Directions — Would you give the number of lines below in which the string "PathBuf" appears? Nothing else is needed.

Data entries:
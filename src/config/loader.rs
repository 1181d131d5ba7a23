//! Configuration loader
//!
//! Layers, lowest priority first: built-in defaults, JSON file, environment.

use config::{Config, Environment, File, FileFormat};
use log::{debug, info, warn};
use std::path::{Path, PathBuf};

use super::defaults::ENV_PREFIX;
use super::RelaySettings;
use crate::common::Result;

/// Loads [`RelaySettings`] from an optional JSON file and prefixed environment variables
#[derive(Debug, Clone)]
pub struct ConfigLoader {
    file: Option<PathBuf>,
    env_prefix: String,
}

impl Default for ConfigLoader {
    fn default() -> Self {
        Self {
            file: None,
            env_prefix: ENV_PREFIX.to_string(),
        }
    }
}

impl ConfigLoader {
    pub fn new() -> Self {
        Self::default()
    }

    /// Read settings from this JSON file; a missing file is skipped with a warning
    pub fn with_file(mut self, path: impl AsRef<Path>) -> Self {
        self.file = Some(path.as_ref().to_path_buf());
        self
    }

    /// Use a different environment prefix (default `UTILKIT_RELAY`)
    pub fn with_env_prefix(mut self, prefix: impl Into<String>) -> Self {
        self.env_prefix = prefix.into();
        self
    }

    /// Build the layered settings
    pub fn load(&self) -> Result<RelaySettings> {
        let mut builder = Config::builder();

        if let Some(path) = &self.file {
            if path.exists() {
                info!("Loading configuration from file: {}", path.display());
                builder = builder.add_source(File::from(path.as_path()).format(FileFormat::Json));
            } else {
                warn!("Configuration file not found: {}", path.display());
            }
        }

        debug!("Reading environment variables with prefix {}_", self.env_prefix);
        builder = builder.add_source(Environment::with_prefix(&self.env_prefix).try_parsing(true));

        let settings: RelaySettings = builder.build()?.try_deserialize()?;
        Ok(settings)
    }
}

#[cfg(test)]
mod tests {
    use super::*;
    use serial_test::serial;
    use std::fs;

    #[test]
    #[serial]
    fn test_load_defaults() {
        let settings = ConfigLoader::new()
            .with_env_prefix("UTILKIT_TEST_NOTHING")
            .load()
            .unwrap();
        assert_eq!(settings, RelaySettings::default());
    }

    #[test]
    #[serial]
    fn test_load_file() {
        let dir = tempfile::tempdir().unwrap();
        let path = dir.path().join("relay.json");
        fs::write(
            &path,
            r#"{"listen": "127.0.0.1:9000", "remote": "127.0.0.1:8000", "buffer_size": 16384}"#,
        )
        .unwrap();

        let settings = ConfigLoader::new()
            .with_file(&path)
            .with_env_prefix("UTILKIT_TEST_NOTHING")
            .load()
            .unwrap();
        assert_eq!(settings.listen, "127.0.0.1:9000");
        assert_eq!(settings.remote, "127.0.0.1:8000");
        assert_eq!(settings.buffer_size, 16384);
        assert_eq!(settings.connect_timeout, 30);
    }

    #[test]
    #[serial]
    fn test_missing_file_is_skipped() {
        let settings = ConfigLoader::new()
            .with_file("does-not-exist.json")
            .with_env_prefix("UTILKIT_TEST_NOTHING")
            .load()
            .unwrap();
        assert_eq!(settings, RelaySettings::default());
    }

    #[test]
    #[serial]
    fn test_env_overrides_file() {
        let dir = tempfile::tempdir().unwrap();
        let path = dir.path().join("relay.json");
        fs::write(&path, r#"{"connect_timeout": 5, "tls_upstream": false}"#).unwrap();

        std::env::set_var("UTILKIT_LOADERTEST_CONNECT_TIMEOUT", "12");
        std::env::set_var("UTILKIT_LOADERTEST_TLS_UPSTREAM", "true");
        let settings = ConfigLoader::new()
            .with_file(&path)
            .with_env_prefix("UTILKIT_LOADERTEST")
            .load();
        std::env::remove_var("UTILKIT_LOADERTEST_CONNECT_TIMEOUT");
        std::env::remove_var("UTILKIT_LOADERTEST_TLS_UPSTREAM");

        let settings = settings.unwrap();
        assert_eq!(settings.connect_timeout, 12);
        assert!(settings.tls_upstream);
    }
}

Response below — 2